« Lorsque j’ouvre un cœur, je pénètre à l’intérieur du mystère. Une étrange impression me saisit, celle qui vient des origines et surgit des obscurs territoires de l’inconscient…
J’ai le sentiment curieux et contradictoire de transgresser quelques interdits primitifs tout en banalisant un organe mythique. Qu’en est-il du sacré ? De l’âme, de la vie ? Dans ces questions sans réponse se mêlent une once de philosophie, un zeste de spiritualité, un soupçon de métaphysique, un voile de romantisme, mais le chirurgien n’a guère le loisir de s’y attarder : opérer un cœur, c’est empêcher que tôt ou tard il s’arrête.
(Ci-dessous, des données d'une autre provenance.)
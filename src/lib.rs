// Copyright (c) 2026 Robert L. Snyder, Sierra Vista, AZ
// Licensed under the MIT License. See LICENSE file in the project root for details.

//! keytape: capture and replay of timed key performances.
//!
//! Key presses are recorded with their relative timing into `Recording`
//! values, stored through a string key-value backend, exchanged as text and
//! replayed at any speed through a host timer.

pub mod config;
pub mod engine;
pub mod error;
pub mod recording;
pub mod sequencer;
pub mod storage;
pub mod timing;

pub use config::EngineConfig;
pub use engine::{Engine, EngineEvent};
pub use error::{CodecError, StorageError};
pub use recording::{
    ExportFormat, RecordedNote, Recording, RecordingCodec, RecordingMetadata, RecordingStore,
    SoundConfig,
};
pub use sequencer::{Fired, PlaybackState, QueueScheduler, Scheduler, TaskHandle, TimerTask, TokioScheduler};
pub use storage::{FileStore, KeyValueStore, MemoryStore};
pub use timing::{Clock, ManualClock, SystemClock};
Et pourtant, même aujourd’hui, avec sa technologie surpuissante, rigoureuse et glaciale, la cardiologie ne peut ignorer la portée métaphorique de ce cœur. Car il reste, pour nous tous, le repère des émotions et la source de l’existence. Constamment invoqué, il se fait innombrable pour traduire nos sentiments…Tour à tour, au gré des humeurs, le voilà léger ou tendre, dur ou mauvais, il se barbouille, se soulève, se donne, se prend, se vole, se fend, se glace…Oui, le cœur est partout, chargé de sens, évoquant selon les cas l’amour, la bonté, l’énergie mais surtout, pour nous médecins, la santé et la vie. Est-ce pour cela qu’il fut si longtemps, et qu’il reste encore, d’une certaines manière, un sujet tabou ?... »
Extrait du livre d’Alain DELOCHE « LE ROMAN DU CŒUR - 5000 ans pour le conquérir »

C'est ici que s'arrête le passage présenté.